### Task to carry out
Where the word "middleware" appears in a line of the entries below, count that line and give the total alone.

### Data shown
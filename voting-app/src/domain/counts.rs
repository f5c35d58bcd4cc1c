use super::Category;
use serde::{Deserialize, Serialize};
use std::collections::BTreeMap;

/// Votes cast per category plus the overall total.
///
/// On the wire this is a flat object, `{"King": 3, ..., "total": 10}`. Missing
/// categories read as zero and unknown keys are ignored.
#[derive(Debug, Clone, Default, PartialEq, Eq, Serialize, Deserialize)]
#[serde(from = "RawCounts", into = "RawCounts")]
pub struct VoteCounts {
    per_category: [u64; 7],
    total: u64,
}

#[derive(Serialize, Deserialize)]
struct RawCounts {
    #[serde(flatten)]
    categories: BTreeMap<String, u64>,
    #[serde(default)]
    total: u64,
}

impl From<RawCounts> for VoteCounts {
    fn from(raw: RawCounts) -> Self {
        let mut per_category = [0; 7];
        for (name, count) in raw.categories {
            if let Ok(category) = name.parse::<Category>() {
                per_category[category.index()] = count;
            }
        }
        Self {
            per_category,
            total: raw.total,
        }
    }
}

impl From<VoteCounts> for RawCounts {
    fn from(counts: VoteCounts) -> Self {
        let categories = Category::ALL
            .iter()
            .map(|c| (c.as_str().to_string(), counts.get(*c)))
            .collect();
        Self {
            categories,
            total: counts.total,
        }
    }
}

impl VoteCounts {
    /// All categories at zero, shown before the first poll and after a reset.
    pub fn zeroed() -> Self {
        Self::default()
    }

    pub fn from_counts(counts: impl IntoIterator<Item = (Category, u64)>) -> Self {
        let mut per_category = [0; 7];
        for (category, count) in counts {
            per_category[category.index()] = count;
        }
        let total = per_category.iter().sum();
        Self {
            per_category,
            total,
        }
    }

    pub fn get(&self, category: Category) -> u64 {
        self.per_category[category.index()]
    }

    pub fn total(&self) -> u64 {
        self.total
    }

    /// Share of all votes that went to `category`, rounded to a whole percent.
    pub fn share_percent(&self, category: Category) -> u32 {
        if self.total == 0 {
            return 0;
        }
        let share = self.get(category) as f64 / self.total as f64 * 100.0;
        share.round() as u32
    }

    /// Same ratio as [`Self::share_percent`] without rounding, for bar widths.
    pub fn share_ratio(&self, category: Category) -> f64 {
        if self.total == 0 {
            return 0.0;
        }
        self.get(category) as f64 / self.total as f64
    }

    pub fn iter(&self) -> impl Iterator<Item = (Category, u64)> + '_ {
        Category::ALL.into_iter().map(|c| (c, self.get(c)))
    }
}
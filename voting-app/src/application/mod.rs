mod authenticate;
mod cast_vote;
mod fetch_dashboard;
mod reset_votes;

pub use authenticate::{Authenticate, ACCOUNT_CREATED_MESSAGE};
pub use cast_vote::CastVote;
pub use fetch_dashboard::{FetchDashboard, FetchUserStats};
pub use reset_votes::ResetVotes;
use serde::{Deserialize, Serialize};
use std::fmt;
use std::str::FromStr;

#[derive(Debug, Clone, Copy, Default, PartialEq, Eq, Serialize, Deserialize)]
#[serde(rename_all = "lowercase")]
pub enum AuthProvider {
    /// Email and password against the voting API.
    #[default]
    Password,
    Google,
    Facebook,
    Github,
}

impl AuthProvider {
    pub const OAUTH: [AuthProvider; 3] = [Self::Google, Self::Facebook, Self::Github];

    pub fn as_str(&self) -> &'static str {
        match self {
            Self::Password => "password",
            Self::Google => "google",
            Self::Facebook => "facebook",
            Self::Github => "github",
        }
    }

    pub fn display_name(&self) -> &'static str {
        match self {
            Self::Password => "Email",
            Self::Google => "Google",
            Self::Facebook => "Facebook",
            Self::Github => "GitHub",
        }
    }

    pub fn is_oauth(&self) -> bool {
        !matches!(self, Self::Password)
    }
}

impl fmt::Display for AuthProvider {
    fn fmt(&self, f: &mut fmt::Formatter<'_>) -> fmt::Result {
        f.write_str(self.as_str())
    }
}

impl FromStr for AuthProvider {
    type Err = String;

    fn from_str(s: &str) -> Result<Self, Self::Err> {
        match s {
            "password" => Ok(Self::Password),
            "google" => Ok(Self::Google),
            "facebook" => Ok(Self::Facebook),
            "github" => Ok(Self::Github),
            other => Err(format!("unknown provider: {other}")),
        }
    }
}

#[derive(Debug, Clone, PartialEq, Serialize, Deserialize)]
pub struct User {
    pub id: String,
    pub email: String,
    pub name: String,
    #[serde(default)]
    pub picture: Option<String>,
    #[serde(default)]
    pub provider: AuthProvider,
}

/// Logged-in user plus the opaque token handed out at login.
#[derive(Debug, Clone, PartialEq, Serialize, Deserialize)]
pub struct UserSession {
    pub user: User,
    pub token: String,
}

impl UserSession {
    pub fn new(user: User, token: String) -> Self {
        Self { user, token }
    }
}

#[cfg(test)]
mod tests {
    use super::*;

    #[test]
    fn test_api_user_defaults_to_password_provider() {
        let json = r#"{"id": "user_1_ab", "email": "a@b.co", "name": "Aye"}"#;
        let user: User = serde_json::from_str(json).unwrap();
        assert_eq!(user.provider, AuthProvider::Password);
        assert_eq!(user.picture, None);
    }

    #[test]
    fn test_provider_names_round_trip() {
        for provider in AuthProvider::OAUTH {
            assert!(provider.is_oauth());
            assert_eq!(provider.as_str().parse::<AuthProvider>(), Ok(provider));
        }
        assert!("twitter".parse::<AuthProvider>().is_err());
    }
}
use leptos::prelude::*;
use voting_app::domain::{Category, CategoryResult, DashboardSnapshot};

/// Count, share and leading candidate of one category.
#[component]
pub fn ResultTile(category: Category, snapshot: Signal<DashboardSnapshot>) -> impl IntoView {
    let count = move || snapshot.with(|s| s.counts.get(category));
    let share = move || snapshot.with(|s| s.counts.share_percent(category));
    let bar_width = move || {
        let ratio = snapshot.with(|s| s.counts.share_ratio(category));
        format!("width: {:.1}%", ratio * 100.0)
    };
    let leader = move || snapshot.with(|s| s.results.get(category).cloned());

    view! {
        <div class="result-tile">
            <h3 class="result-tile__title">{category.as_str()}</h3>
            <p class="result-tile__count">{count}</p>
            <p class="result-tile__share">{move || format!("{}%", share())}</p>
            <div class="result-tile__bar">
                <div class="result-tile__fill" style=bar_width></div>
            </div>
            {move || leader().map(|result| view! { <LeaderLine result=result/> })}
        </div>
    }
}

#[component]
fn LeaderLine(result: CategoryResult) -> impl IntoView {
    let runners_up: Vec<String> = result
        .ranked_candidates()
        .into_iter()
        .skip(1)
        .take(3)
        .map(|(name, votes)| format!("{name} ({votes})"))
        .collect();

    view! {
        <div class="result-tile__leader">
            <p class="result-tile__leader-name" class:result-tile__leader-name--tie=result.is_tie()>
                {result.leading_candidate.clone()}
            </p>
            <p class="result-tile__leader-votes">{format!("{} votes", result.votes)}</p>
            {(!runners_up.is_empty()).then(|| view! {
                <p class="result-tile__runners-up">{runners_up.join(", ")}</p>
            })}
        </div>
    }
}
mod device;

use axum::{
    middleware,
    response::IntoResponse,
    routing::{get, post},
    Json, Router,
};
use leptos::prelude::*;
use leptos_axum::{generate_route_list, handle_server_fns_with_context, LeptosRoutes};
use serde_json::json;
use tower_http::compression::CompressionLayer;
use tower_sessions::cookie::SameSite;
use tower_sessions::{Expiry, MemoryStore, Session, SessionManagerLayer};
use voting_app::domain::UserSession;
use voting_app::AppContext;
use voting_ui::pages::{
    CastVoteFn, DashboardFn, DeviceIdentityFn, LoginFn, OAuthLoginFn, RegisterFn, ResetVotesFn,
    UserStatsFn,
};
use voting_ui::session::{CurrentUserFn, LogoutFn, USER_SESSION_KEY};
use voting_ui::App;

/// Device ids outlive a single visit; they expire after a month without use.
const SESSION_INACTIVITY_DAYS: i64 = 30;

#[tokio::main]
async fn main() {
    dotenvy::dotenv().ok();

    tracing_subscriber::fmt()
        .with_env_filter(
            tracing_subscriber::EnvFilter::try_from_default_env()
                .unwrap_or_else(|_| "info".into()),
        )
        .init();

    let conf = get_configuration(Some("Cargo.toml")).expect("Failed to load Leptos config");
    let leptos_options = conf.leptos_options;
    let addr = leptos_options.site_addr;

    let app_context = match AppContext::from_env() {
        Ok(ctx) => ctx,
        Err(e) => {
            tracing::error!("{}", e);
            std::process::exit(1);
        }
    };

    let routes = generate_route_list(App);

    server_fn::axum::register_explicit::<CurrentUserFn>();
    server_fn::axum::register_explicit::<LogoutFn>();
    server_fn::axum::register_explicit::<LoginFn>();
    server_fn::axum::register_explicit::<RegisterFn>();
    server_fn::axum::register_explicit::<OAuthLoginFn>();
    server_fn::axum::register_explicit::<DeviceIdentityFn>();
    server_fn::axum::register_explicit::<CastVoteFn>();
    server_fn::axum::register_explicit::<DashboardFn>();
    server_fn::axum::register_explicit::<UserStatsFn>();
    server_fn::axum::register_explicit::<ResetVotesFn>();
    tracing::info!("Registered server functions");

    let secure_cookies = std::env::var("VOTING_SECURE_COOKIES")
        .map(|v| v == "true" || v == "1")
        .unwrap_or(false);

    let session_layer = SessionManagerLayer::new(MemoryStore::default())
        .with_secure(secure_cookies)
        .with_same_site(SameSite::Strict)
        .with_expiry(Expiry::OnInactivity(time::Duration::days(
            SESSION_INACTIVITY_DAYS,
        )));

    let app = Router::new()
        .route("/healthz", get(|| async { "ok" }))
        .route("/auth/me", get(auth_me))
        .route("/api/{*fn_name}", post({
            let ctx = app_context.clone();
            move |req| {
                let ctx = ctx.clone();
                async move {
                    handle_server_fns_with_context(
                        move || provide_context(ctx.clone()),
                        req
                    ).await
                }
            }
        }))
        .leptos_routes_with_context(
            &leptos_options,
            routes,
            {
                let ctx = app_context.clone();
                move || provide_context(ctx.clone())
            },
            {
                let leptos_options = leptos_options.clone();
                move || shell(leptos_options.clone())
            },
        )
        .fallback(leptos_axum::file_and_error_handler(shell))
        .layer(middleware::from_fn(device::ensure_device_identity))
        .layer(session_layer)
        .layer(CompressionLayer::new())
        .with_state(leptos_options);

    tracing::info!("Listening on http://{}", addr);
    tracing::info!("Voting API: {}", app_context.api_base_url);

    let listener = tokio::net::TcpListener::bind(&addr)
        .await
        .expect("Failed to bind address");

    axum::serve(listener, app.into_make_service())
        .await
        .expect("Server error");
}

async fn auth_me(session: Session) -> impl IntoResponse {
    let user = session
        .get::<UserSession>(USER_SESSION_KEY)
        .await
        .ok()
        .flatten()
        .map(|s| s.user);

    Json(json!({
        "authenticated": user.is_some(),
        "user": user,
    }))
}

fn shell(options: LeptosOptions) -> impl IntoView {
    use leptos_meta::*;

    view! {
        <!DOCTYPE html>
        <html lang="en">
            <head>
                <meta charset="utf-8"/>
                <meta name="viewport" content="width=device-width, initial-scale=1"/>
                <link rel="icon" type="image/svg+xml" href="/favicon.svg"/>
                <AutoReload options=options.clone()/>
                <HydrationScripts options/>
                <MetaTags/>
            </head>
            <body>
                <App/>
            </body>
        </html>
    }
}
use crate::config::ApiConfig;
use crate::infrastructure::api::VotingApiClient;
use axum::Router;
use std::time::Duration;

/// Serves `router` on an ephemeral port as the voting API and returns a
/// client pointed at it.
pub async fn spawn_fake_api(router: Router) -> VotingApiClient {
    let listener = tokio::net::TcpListener::bind("127.0.0.1:0").await.unwrap();
    let addr = listener.local_addr().unwrap();
    tokio::spawn(async move {
        axum::serve(listener, router).await.unwrap();
    });

    let config = ApiConfig::new(&format!("http://{addr}/"), Duration::from_secs(5)).unwrap();
    VotingApiClient::new(&config).unwrap()
}

/// A client whose API address refuses connections.
pub async fn unreachable_api() -> VotingApiClient {
    let listener = tokio::net::TcpListener::bind("127.0.0.1:0").await.unwrap();
    let addr = listener.local_addr().unwrap();
    drop(listener);

    let config = ApiConfig::new(&format!("http://{addr}"), Duration::from_secs(2)).unwrap();
    VotingApiClient::new(&config).unwrap()
}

### Output for this task
2